- **Exercise description**
Where the records below show the word "Error" in a line, please copy that line.

- **Stored data**
════

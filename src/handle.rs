//! Owning handle for native algorithm objects.

use std::fmt;
use std::path::Path;
use std::sync::Arc;

use crate::error::{Error, Result};
use crate::ops::AlgorithmOps;
use crate::util::path_to_cstring;

/// Opaque address of a native algorithm object.
///
/// Never dereferenced on the Rust side; it only travels back across the
/// boundary it came from.
#[derive(Debug, Clone, Copy, PartialEq, Eq, Hash)]
pub struct RawAlgorithm(usize);

impl RawAlgorithm {
    /// Wrap a raw address produced by the native library.
    pub fn new(addr: usize) -> Self {
        Self(addr)
    }

    /// The raw numeric address, for passing to other bindings or debugging.
    pub fn as_usize(&self) -> usize {
        self.0
    }
}

/// Owning proxy for one native algorithm-family object.
///
/// The handle is the exclusive managed-side owner of the native object's
/// lifetime: the object is destroyed exactly once, either by an explicit
/// [`release`](Self::release) or when the handle is dropped, whichever
/// comes first. Every other operation is a plain forward to the native
/// entry point for the wrapped address.
///
/// # Thread Safety
///
/// `Algorithm` is NOT `Send` or `Sync`. The native library makes no
/// thread-safety promises, so all operations on a handle must occur on the
/// thread that created it, or external synchronization must be used.
pub struct Algorithm {
    raw: RawAlgorithm,
    ops: Arc<dyn AlgorithmOps>,
    released: bool,
}

impl Algorithm {
    /// Wrap a live native object address using the linked library.
    ///
    /// The address is produced elsewhere, typically by a native constructor
    /// or a down-cast helper for a concrete algorithm subtype.
    ///
    /// # Safety
    ///
    /// - `raw` must be a valid, live address produced by the native
    ///   library; validity is not checked here
    /// - No other handle may own `raw`
    #[cfg(feature = "link")]
    pub unsafe fn wrap(raw: RawAlgorithm) -> Self {
        unsafe { Self::wrap_with(raw, Arc::new(crate::ffi::NativeOps)) }
    }

    /// Wrap a native object address with an explicit backend.
    ///
    /// # Safety
    ///
    /// - `raw` must identify a live object that `ops` knows how to operate
    ///   on; validity is not checked here
    /// - No other handle may own `raw`
    pub unsafe fn wrap_with(raw: RawAlgorithm, ops: Arc<dyn AlgorithmOps>) -> Self {
        log::trace!("wrapping algorithm object at {:#x}", raw.as_usize());
        Self {
            raw,
            ops,
            released: false,
        }
    }

    /// Reset the native object to its initial state.
    pub fn clear(&mut self) -> Result<()> {
        let raw = self.live()?;
        self.ops.clear(raw)
    }

    /// Whether the native object is empty, e.g. right after construction or
    /// after an unsuccessful read.
    pub fn empty(&self) -> Result<bool> {
        let raw = self.live()?;
        self.ops.empty(raw)
    }

    /// Save the native object to a file.
    ///
    /// The file format, and the behavior on an unwritable path, belong to
    /// the native layer; failures come back as [`Error::Native`].
    pub fn save(&self, path: impl AsRef<Path>) -> Result<()> {
        let raw = self.live()?;
        let path = path_to_cstring(path.as_ref())?;
        self.ops.save(raw, &path)
    }

    /// The object's string identifier, used by the native layer as the top
    /// level node tag when the object is saved.
    pub fn default_name(&self) -> Result<String> {
        let raw = self.live()?;
        self.ops.default_name(raw)
    }

    /// The address of the underlying native object.
    ///
    /// Still returns the original address after release, when it no longer
    /// identifies a live object.
    pub fn as_raw(&self) -> RawAlgorithm {
        self.raw
    }

    /// Give up ownership without destroying the native object.
    ///
    /// The caller becomes responsible for the object's lifetime, typically
    /// by handing the address to another binding that takes ownership.
    pub fn into_raw(mut self) -> RawAlgorithm {
        log::trace!("leaking algorithm object at {:#x}", self.raw.as_usize());
        self.released = true;
        self.raw
    }

    /// Destroy the native object now instead of waiting for drop.
    ///
    /// Idempotent: releasing an already-released handle is a no-op. After
    /// release, every forwarding operation returns [`Error::Released`].
    pub fn release(&mut self) {
        if self.released {
            return;
        }
        self.released = true;
        log::trace!("releasing algorithm object at {:#x}", self.raw.as_usize());
        self.ops.destroy(self.raw);
    }

    fn live(&self) -> Result<RawAlgorithm> {
        if self.released {
            Err(Error::Released)
        } else {
            Ok(self.raw)
        }
    }
}

impl Drop for Algorithm {
    fn drop(&mut self) {
        self.release();
    }
}

impl fmt::Debug for Algorithm {
    fn fmt(&self, f: &mut fmt::Formatter<'_>) -> fmt::Result {
        f.debug_struct("Algorithm")
            .field("raw", &self.raw)
            .field("released", &self.released)
            .finish_non_exhaustive()
    }
}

════

- **Task result**
use crate::error::{Error, Result};
    /// the native layer; failures come back as [`Error::Native`].
    /// release, every forwarding operation returns [`Error::Released`].
            Err(Error::Released)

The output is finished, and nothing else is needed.